Ce roman peut être lu avec un grand plaisir à partir de 12-13 ans, l’âge qu’a Tobie au début du livre.
Proche du roman d’apprentissage de par le fait que l’on suive Tobie sur plusieurs années, depuis ses 7 ans, qu’il doive faire face à différentes épreuves qui le font mûrir, Tobie Lolness permet à l’enfant de cet âge, en pleine construction, de se poser la question de l’individu qu’il souhaite devenir.
Le roman offre une galerie de personnages aussi variée que l’est la nature humaine : depuis les véritables salauds, les menteurs, les traîtres, les suiveurs, les simples d’esprit, jusqu’aux hommes bons, généreux, loyaux, y compris ceux qui seraient prêts à se sacrifier pour autrui.

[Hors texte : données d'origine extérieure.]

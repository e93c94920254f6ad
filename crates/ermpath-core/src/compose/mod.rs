//! Path/alias composer.
//!
//! Requested sources are canonicalized, merged into a trie of foreign-key
//! hops, and emitted as one join path in which shared prefixes are walked
//! once. Aliases are assigned in canonical depth-first order, so the same
//! logical request always yields the same path.

mod display;
mod trie;

#[cfg(test)]
mod tests;

use crate::{
    config::Config,
    error::Error,
    filter::ColumnRef,
    obs::{self, TraceEvent},
    source::{Aggregate, Direction, ResolvedSource},
};
use ermpath_schema::node::Table;
use std::{collections::BTreeMap, fmt};

pub use display::foreign_key_displayname;

/// Alias of the root table in every composed path.
pub const ROOT_ALIAS: &str = "M";

///
/// Projection
///
/// One output column of an attribute or attributegroup request.
///

#[derive(Clone, Debug, Eq, PartialEq)]
pub struct Projection {
    pub name: String,
    pub alias: String,
    pub column: String,
    pub aggregate: Option<Aggregate>,
}

impl fmt::Display for Projection {
    fn fmt(&self, f: &mut fmt::Formatter<'_>) -> fmt::Result {
        let column = ColumnRef::qualified(self.alias.as_str(), self.column.as_str());
        let name = crate::encode::component(&self.name);

        match self.aggregate {
            Some(aggregate) => write!(f, "{name}:={aggregate}({column})"),
            None => write!(f, "{name}:={column}"),
        }
    }
}

///
/// ComposedPath
///

#[derive(Clone, Debug, Default, Eq, PartialEq)]
pub struct ComposedPath {
    /// Join segments relative to the root alias, ending back at `$M`.
    /// Empty when no source needs a join.
    pub path: String,

    /// Canonical source (and sourcekey) to the alias its column is read from.
    pub alias_map: BTreeMap<String, String>,

    /// One projection per distinct source, in canonical order.
    pub projections: Vec<Projection>,

    pub joins: usize,
}

impl ComposedPath {
    #[must_use]
    pub fn alias_for(&self, key: &str) -> Option<&str> {
        self.alias_map.get(key).map(String::as_str)
    }
}

/// Compose one join path for `sources`, all rooted at `root`.
pub fn compose_path(
    root: &Table,
    sources: &[ResolvedSource],
    config: &Config,
) -> Result<ComposedPath, Error> {
    let root_name = root.qualified_name();
    for source in sources {
        if let Some(first) = source.hops.first() {
            let from = match first.direction {
                Direction::Outbound => &first.fk.table,
                Direction::Inbound => &first.fk.referenced_table,
            };
            if *from != root_name {
                return Err(Error::invalid_source(format!(
                    "source `{}` does not start at {root_name}",
                    source.canonical()
                )));
            }
        }
    }

    // every use counts, before deduplication
    let mut key_uses: BTreeMap<&str, usize> = BTreeMap::new();
    for source in sources {
        for (key, _) in &source.prefixes {
            *key_uses.entry(key.as_str()).or_default() += 1;
        }
    }

    let mut distinct: Vec<&ResolvedSource> = sources.iter().collect();
    distinct.sort_by_cached_key(|s| s.canonical());
    distinct.dedup_by_key(|s| s.canonical());

    let mut trie = trie::HopTrie::default();
    for source in &distinct {
        trie.insert(source, &key_uses, config);
    }
    let emitted = trie.emit();

    let mut composed = ComposedPath {
        path: emitted.segments.join("/"),
        joins: emitted.joins,
        ..ComposedPath::default()
    };

    for source in distinct {
        let alias = trie
            .alias_at(&source.hops)
            .unwrap_or_else(|| ROOT_ALIAS.to_string());

        composed.alias_map.insert(source.canonical(), alias.clone());
        if let Some(key) = &source.key {
            composed.alias_map.insert(key.clone(), alias.clone());
        }
        for (key, len) in &source.prefixes {
            if let Some(prefix_alias) = trie.alias_at(&source.hops[..*len]) {
                composed.alias_map.entry(key.clone()).or_insert(prefix_alias);
            }
        }

        composed.projections.push(Projection {
            name: source.name(),
            alias,
            column: source.column.clone(),
            aggregate: source.aggregate,
        });
    }

    obs::record(TraceEvent::PathComposed {
        joins: composed.joins,
        aliases: emitted.aliases,
    });

    Ok(composed)
}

Tobie, lui, est présenté comme un véritable « héros » (un peu comme le personnage de Jonas dans Le Passeur, de Lois Lowry) : courageux, malin, fidèle en amitié et très empathique, il parvient à se tirer des mauvais pas en suivant les leçons que son père lui a transmises, notamment « les choses ne changent pas pour rien ». Lors de sa traque, Tobie découvre le vrai visage de ceux qui l’entourent : ceux à qui il peut faire confiance – qui peuvent se compter sur les doigts d’une main – et ceux, qui composent la grande majorité, qui seraient prêts à tout pour de l’argent, du prestige, de la reconnaissance…

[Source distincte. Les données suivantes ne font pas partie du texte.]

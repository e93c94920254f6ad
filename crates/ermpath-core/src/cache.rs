//! Bounded memoization for pure parse and compose results.

use std::collections::{BTreeMap, VecDeque};

///
/// CacheStats
///

#[derive(Clone, Copy, Debug, Default, Eq, PartialEq)]
pub struct CacheStats {
    pub hits: usize,
    pub misses: usize,
    pub size: usize,
}

///
/// BoundedCache
///
/// Fixed-capacity map keyed by the exact input. The oldest entry is
/// evicted first. A capacity of zero stores nothing.
///

#[derive(Debug)]
pub struct BoundedCache<K, V> {
    capacity: usize,
    entries: BTreeMap<K, V>,
    order: VecDeque<K>,
    hits: usize,
    misses: usize,
}

impl<K: Clone + Ord, V: Clone> BoundedCache<K, V> {
    #[must_use]
    pub const fn new(capacity: usize) -> Self {
        Self {
            capacity,
            entries: BTreeMap::new(),
            order: VecDeque::new(),
            hits: 0,
            misses: 0,
        }
    }

    pub fn get(&mut self, key: &K) -> Option<V> {
        let found = self.entries.get(key).cloned();
        if found.is_some() {
            self.hits += 1;
        } else {
            self.misses += 1;
        }

        found
    }

    pub fn insert(&mut self, key: K, value: V) {
        if self.capacity == 0 {
            return;
        }
        if self.entries.insert(key.clone(), value).is_some() {
            return;
        }

        self.order.push_back(key);
        while self.order.len() > self.capacity {
            if let Some(oldest) = self.order.pop_front() {
                self.entries.remove(&oldest);
            }
        }
    }

    /// Cached value for `key`, computing and storing it on a miss.
    pub fn get_or_try_insert<E>(
        &mut self,
        key: &K,
        compute: impl FnOnce() -> Result<V, E>,
    ) -> Result<(V, bool), E> {
        if let Some(value) = self.get(key) {
            return Ok((value, true));
        }
        let value = compute()?;
        self.insert(key.clone(), value.clone());

        Ok((value, false))
    }

    pub fn clear(&mut self) {
        self.entries.clear();
        self.order.clear();
        self.hits = 0;
        self.misses = 0;
    }

    #[must_use]
    pub fn stats(&self) -> CacheStats {
        CacheStats {
            hits: self.hits,
            misses: self.misses,
            size: self.entries.len(),
        }
    }
}

///
/// TESTS
///

#[cfg(test)]
mod tests {
    use super::*;

    #[test]
    fn hits_and_misses_are_counted() {
        let mut cache = BoundedCache::new(4);
        cache.insert("a".to_string(), 1);

        assert_eq!(cache.get(&"a".to_string()), Some(1));
        assert_eq!(cache.get(&"b".to_string()), None);
        assert_eq!(
            cache.stats(),
            CacheStats {
                hits: 1,
                misses: 1,
                size: 1
            }
        );
    }

    #[test]
    fn oldest_entry_is_evicted_at_capacity() {
        let mut cache = BoundedCache::new(2);
        cache.insert(1, "one");
        cache.insert(2, "two");
        cache.insert(1, "uno");
        cache.insert(3, "three");

        assert_eq!(cache.get(&1), None);
        assert_eq!(cache.get(&2), Some("two"));
        assert_eq!(cache.get(&3), Some("three"));
        assert_eq!(cache.stats().size, 2);
    }

    #[test]
    fn zero_capacity_disables_storage() {
        let mut cache = BoundedCache::new(0);
        let (value, cached) = cache
            .get_or_try_insert(&1, || Ok::<_, ()>("computed"))
            .expect("compute should succeed");

        assert_eq!(value, "computed");
        assert!(!cached);
        assert_eq!(cache.stats().size, 0);
    }

    #[test]
    fn failed_computation_is_not_cached() {
        let mut cache: BoundedCache<u8, u8> = BoundedCache::new(2);

        assert!(cache.get_or_try_insert(&1, || Err("boom")).is_err());
        let (value, cached) = cache
            .get_or_try_insert(&1, || Ok::<_, &str>(7))
            .expect("second compute should succeed");

        assert_eq!((value, cached), (7, false));
        assert_eq!(cache.get_or_try_insert(&1, || Err("unused")), Ok((7, true)));
    }

    #[test]
    fn clear_resets_entries_and_counters() {
        let mut cache = BoundedCache::new(2);
        cache.insert(1, 1);
        let _ = cache.get(&1);
        cache.clear();

        assert_eq!(cache.stats(), CacheStats::default());
    }
}
// ---------------------------------------------------------------------------
// Server entry point
// ---------------------------------------------------------------------------

/// Start the HTTP server for the deck described by `config`.
///
/// Binds to `bind_addr` starting at `start_port`, retrying on `EADDRINUSE` up
/// to 100 times.  The server shuts down cleanly when SIGINT (Ctrl+C) is
/// received.
pub async fn run_serve(config: AppConfig, bind_addr: String, start_port: u16) -> io::Result<()> {
    info!(
        content = %config.content_file.display(),
        template = %config.template_file.display(),
        public = %config.public_dir.display(),
        "starting slide server"
    );
    let state = Arc::new(AppState::new(config));

    let (std_listener, bound_port) = bind_with_retry(&bind_addr, start_port).map_err(|msg| {
        error!(%msg, "bind failed");
        io::Error::new(io::ErrorKind::AddrInUse, msg)
    })?;

    std_listener.set_nonblocking(true)?;
    let listener = tokio::net::TcpListener::from_std(std_listener)?;

    let app = build_router(state);

    info!(bind = %bind_addr, port = bound_port, "listening");
    println!("Go to http://localhost:{bound_port} in a web browser");

    axum::serve(listener, app)
        .with_graceful_shutdown(async {
            if let Err(e) = signal::ctrl_c().await {
                error!(error = %e, "failed to install SIGINT handler");
                std::future::pending::<()>().await;
            }
            info!("shutdown complete");
        })
        .await
        .map_err(|e| io::Error::new(io::ErrorKind::Other, e))?;

    Ok(())
}

// ---------------------------------------------------------------------------
// Tests
// ---------------------------------------------------------------------------
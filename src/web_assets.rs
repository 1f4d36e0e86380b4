//! Embedded web assets.
//!
//! The presenter stylesheet and script are compiled into the binary via
//! `include_str!` and served under `/assets/`, so a deck only needs its
//! markdown and template.  The starter files are written by `mdslides init`.

/// Stylesheet for slide pages, served at `/assets/slides.css`.
pub const CSS: &str = include_str!("assets/slides.css");

/// Presenter-mode script, served at `/assets/slides.js`.
///
/// Toggles presenting mode on `p`, navigates with the arrow keys and keeps
/// the slide list's scroll offset in `sessionStorage`.
pub const JS: &str = include_str!("assets/slides.js");

/// Starter page template using every placeholder the renderer fills in.
pub const STARTER_TEMPLATE: &str = include_str!("assets/template.html");

/// Starter deck demonstrating notes, display CSS and example sections.
pub const STARTER_CONTENT: &str = include_str!("assets/content.md");

/// Embedded asset served at `path`, as `(content type, body)`.
pub fn lookup(path: &str) -> Option<(&'static str, &'static str)> {
    match path {
        "/assets/slides.css" => Some(("text/css; charset=utf-8", CSS)),
        "/assets/slides.js" => Some(("text/javascript; charset=utf-8", JS)),
        _ => None,
    }
}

Pourquoi faut-il l’avoir dans sa bibliothèque ?
En plus d’être un formidable roman d’aventures aux multiples rebondissements tous plus inattendus les uns que les autres, Tobie Lolness invite aussi à la réflexion.
La préoccupation de Sim Lolness quant à la sauvegarde de l’arbre, ainsi que les interrogations sur la possibilité d’une autre vie en dehors de celui-ci, renvoient aux questionnements et craintes qui agitent notre société : « Les feuilles étaient rares, alors que l’automne n’avait pas commencé. Le fameux trou dans la couche de feuilles découvert par le professeur Lolness n’était pas une fantaisie de vieux fou. Le réchauffement, les risques d’inondation pendant l’été, le ravinement de l’écorce : la vraie menace était là. Tobie comprenait enfin l’obsession de son père. » On ressent un vrai engagement écologique dans ce texte.

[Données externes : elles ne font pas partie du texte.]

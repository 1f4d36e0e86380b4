mod error;
mod html;
mod parse;
mod render;
mod serve;
mod slides;
mod web_assets;

use std::{
    fs,
    io::{self, Write},
    path::{Path, PathBuf},
    process::ExitCode,
};

use anyhow::Context;
use clap::{Args, Parser, Subcommand};
use tracing::{info, warn};
use tracing_subscriber::{layer::SubscriberExt, util::SubscriberInitExt};

use error::InitError;
use serve::AppConfig;
use slides::Slide;

/// Default port, as in a plain `mdslides` run.
const DEFAULT_PORT: u16 = 3000;

/// Files that make up a deck.
#[derive(Args, Debug, Clone)]
struct DeckArgs {
    /// Markdown document holding the slides
    #[arg(long, env = "MDSLIDES_CONTENT", default_value = "content.md", global = true)]
    content: PathBuf,
    /// HTML template with $placeholder tokens
    #[arg(long, env = "MDSLIDES_TEMPLATE", default_value = "template.html", global = true)]
    template: PathBuf,
    /// Directory of static files served at the site root
    #[arg(long, env = "MDSLIDES_PUBLIC", default_value = "public", global = true)]
    public: PathBuf,
}

impl DeckArgs {
    fn to_config(&self) -> AppConfig {
        AppConfig {
            content_file: self.content.clone(),
            template_file: self.template.clone(),
            public_dir: self.public.clone(),
        }
    }
}

/// Explicit subcommands; without one the deck is served.
#[derive(Subcommand, Debug)]
enum Commands {
    /// Print the slides parsed from the content file
    List {
        /// Print a JSON array instead of a table
        #[arg(long)]
        json: bool,
    },
    /// Write a starter content.md, template.html and public/ directory
    Init {
        /// Directory to create the deck in
        #[arg(default_value = ".")]
        dir: PathBuf,
        /// Overwrite files that already exist
        #[arg(long)]
        force: bool,
    },
}

#[derive(Parser, Debug)]
#[command(
    name = "mdslides",
    version,
    about = "Serve a markdown document as a deck of live-coding HTML slides",
    after_help = "INVOCATION FORMS:\n  mdslides [OPTIONS]               Serve the deck over HTTP\n  mdslides list [--json]           Print the parsed slides\n  mdslides init [DIR] [--force]    Write a starter deck"
)]
struct Cli {
    #[command(flatten)]
    deck: DeckArgs,
    /// Interface address to bind to
    #[arg(long, env = "MDSLIDES_BIND", default_value = "127.0.0.1")]
    bind: String,
    /// Starting port number for the HTTP server
    #[arg(long, env = "MDSLIDES_PORT", default_value_t = DEFAULT_PORT)]
    port: u16,
    /// Log at debug level
    #[arg(short, long, global = true)]
    verbose: bool,
    #[command(subcommand)]
    command: Option<Commands>,
}

/// Initialize the tracing subscriber; logs go to stderr so stdout stays
/// usable for listings.
fn init_logging(verbose: bool) {
    let env_filter = if verbose {
        "mdslides=debug,tower_http=debug"
    } else {
        "mdslides=info,tower_http=info"
    };

    tracing_subscriber::registry()
        .with(
            tracing_subscriber::EnvFilter::try_from_default_env()
                .unwrap_or_else(|_| env_filter.into()),
        )
        .with(tracing_subscriber::fmt::layer().with_writer(io::stderr))
        .init();
}

fn main() -> ExitCode {
    let cli = Cli::parse();
    init_logging(cli.verbose);

    let result = match cli.command {
        None => run_server(cli.deck.to_config(), cli.bind, cli.port),
        Some(Commands::List { json }) => run_list(&cli.deck.content, json),
        Some(Commands::Init { dir, force }) => run_init(&dir, force).map_err(Into::into),
    };

    match result {
        Ok(()) => ExitCode::SUCCESS,
        Err(e) => {
            eprintln!("Error: {e:#}");
            ExitCode::FAILURE
        }
    }
}

fn run_server(config: AppConfig, bind: String, port: u16) -> anyhow::Result<()> {
    let rt = tokio::runtime::Builder::new_multi_thread()
        .enable_all()
        .build()
        .context("failed to start tokio runtime")?;
    rt.block_on(serve::run_serve(config, bind, port))
        .context("slide server failed")
}

// ---------------------------------------------------------------------------
// list
// ---------------------------------------------------------------------------

fn slide_json(index: usize, slide: &Slide) -> serde_json::Value {
    serde_json::json!({
        "index": index,
        "level": slide.level,
        "line": slide.line,
        "title": slide.title,
        "notes": slide.notes,
        "displayCss": slide.display_css,
        "exampleCss": slide.example_css,
        "exampleHtml": slide.example_html,
    })
}

fn flag(present: bool, label: &'static str) -> &'static str {
    if present {
        label
    } else {
        "-"
    }
}

/// Render the slide table printed by `mdslides list`.
fn format_listing(deck: &[Slide]) -> String {
    let mut out = String::new();
    for (index, slide) in deck.iter().enumerate() {
        let indent = if slide.level == 3 { "  " } else { "" };
        out.push_str(&format!(
            "{index:>3}  h{level}  line {line:<5} {css} {example}  {indent}{title}\n",
            level = slide.level,
            line = slide.line,
            css = flag(slide.display_css.is_some(), "css"),
            example = flag(slide.example_html.is_some() || slide.example_css.is_some(), "example"),
            title = slide.title,
        ));
    }
    out
}

fn run_list(content: &Path, json: bool) -> anyhow::Result<()> {
    let deck = slides::load_slides(content)?;
    info!(path = %content.display(), slides = deck.len(), "loaded deck");

    let mut stdout = io::stdout().lock();
    if json {
        let values: Vec<_> = deck
            .iter()
            .enumerate()
            .map(|(i, s)| slide_json(i, s))
            .collect();
        serde_json::to_writer_pretty(&mut stdout, &values).context("failed to write JSON")?;
        writeln!(stdout)?;
    } else if deck.is_empty() {
        warn!(path = %content.display(), "no level 2 or 3 headings found");
    } else {
        stdout.write_all(format_listing(&deck).as_bytes())?;
    }
    Ok(())
}

// ---------------------------------------------------------------------------
// init
// ---------------------------------------------------------------------------

fn write_starter_file(path: &Path, contents: &str, force: bool) -> Result<(), InitError> {
    if path.exists() && !force {
        warn!(path = %path.display(), "keeping existing file");
        return Ok(());
    }
    fs::write(path, contents).map_err(|source| InitError::Write {
        path: path.to_path_buf(),
        source,
    })?;
    info!(path = %path.display(), "wrote starter file");
    Ok(())
}

/// Create a starter deck in `dir`.
fn run_init(dir: &Path, force: bool) -> Result<(), InitError> {
    let public = dir.join("public");
    fs::create_dir_all(&public).map_err(|source| InitError::CreateDir {
        path: public.clone(),
        source,
    })?;
    write_starter_file(&dir.join("content.md"), web_assets::STARTER_CONTENT, force)?;
    write_starter_file(&dir.join("template.html"), web_assets::STARTER_TEMPLATE, force)?;
    println!(
        "Created a deck in {}; run mdslides there and open http://localhost:{DEFAULT_PORT}",
        dir.display()
    );
    Ok(())
}

#[cfg(test)]
mod tests {
    use super::*;

    #[test]
    fn cli_defaults_match_plain_invocation() {
        let cli = Cli::try_parse_from(["mdslides"]).unwrap();
        assert!(cli.command.is_none());
        assert_eq!(cli.deck.content, PathBuf::from("content.md"));
        assert_eq!(cli.deck.template, PathBuf::from("template.html"));
        assert_eq!(cli.deck.public, PathBuf::from("public"));
        assert_eq!(cli.port, 3000);
    }

    #[test]
    fn cli_list_accepts_deck_flags() {
        let cli = Cli::try_parse_from(["mdslides", "list", "--json", "--content", "deck.md"]).unwrap();
        assert!(matches!(cli.command, Some(Commands::List { json: true })));
        assert_eq!(cli.deck.content, PathBuf::from("deck.md"));
    }

    #[test]
    fn listing_marks_levels_and_sections() {
        let deck = slides::parse_slides(
            "## Intro\n\n```css\na {}\n```\n\n### Step\n\n## Plain\n",
        );
        let listing = format_listing(&deck);
        let lines: Vec<&str> = listing.lines().collect();
        assert_eq!(lines.len(), 3);
        assert!(lines[0].contains("h2") && lines[0].contains("css") && lines[0].ends_with("Intro"));
        assert!(lines[1].contains("example") && lines[1].ends_with("  Step"));
        assert!(lines[2].contains("- -") && lines[2].ends_with("Plain"));
    }

    #[test]
    fn slide_json_uses_camel_case_fields() {
        let deck = slides::parse_slides("## A\n\n```css\nb {}\n```\n");
        let value = slide_json(0, &deck[0]);
        assert_eq!(value["displayCss"], "b {}");
        assert!(value["exampleHtml"].is_null());
        assert_eq!(value["level"], 2);
    }

    #[test]
    fn init_writes_starter_deck_and_keeps_existing_files() {
        let tmp = tempfile::tempdir().unwrap();
        let dir = tmp.path().join("deck");
        fs::create_dir_all(&dir).unwrap();
        fs::write(dir.join("content.md"), "## Mine\n").unwrap();

        run_init(&dir, false).unwrap();
        assert_eq!(fs::read_to_string(dir.join("content.md")).unwrap(), "## Mine\n");
        assert_eq!(
            fs::read_to_string(dir.join("template.html")).unwrap(),
            web_assets::STARTER_TEMPLATE
        );
        assert!(dir.join("public").is_dir());

        run_init(&dir, true).unwrap();
        assert_eq!(
            fs::read_to_string(dir.join("content.md")).unwrap(),
            web_assets::STARTER_CONTENT
        );
    }
}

Notre vision de l’étranger est aussi questionnée ici, à travers l’image qu’a le peuple de l’arbre de celui de l’herbe, les Pelés.
Il faut enfin saluer les illustrations réalisées par François Place, qui aident vraiment à se représenter des situations que l’esprit n’a jamais eu à imaginer (voir ci-dessous).
A quoi ressemble la vie quand on ne mesure que quelques millimètres et que l’on doit faire face à des fourmis de combat, des charançons (dont j’ai découvert l’existence à l’occasion de cette lecture !), des moustiques (dont une simple piqûre viderait de son sang quiconque sur l’arbre) ? Quand on vit sur un arbre où les gouttes de pluie forment des lacs dans lesquels il est bon de se prélasser et où un festin se compose de chips de poux et de pâté de sauterelle…?
C’est à tout cela et bien plus encore que nous convie Timothée de Fombelle dans ce très beau livre.
J’ai bien aimé ce roman mais sans plus. Il m’a manqué une intrigue « principale » dans cette histoire, qui est finalement plus une succession d’intrigues secondaires (c’est comme ça que je l’ai vécu en tout cas). Et concernant les illustrations, pourquoi sont-elles en noir et blanc, ça ne s’y prêt pourtant pas. Pas un souvenir impérissable de mon point de vue, donc.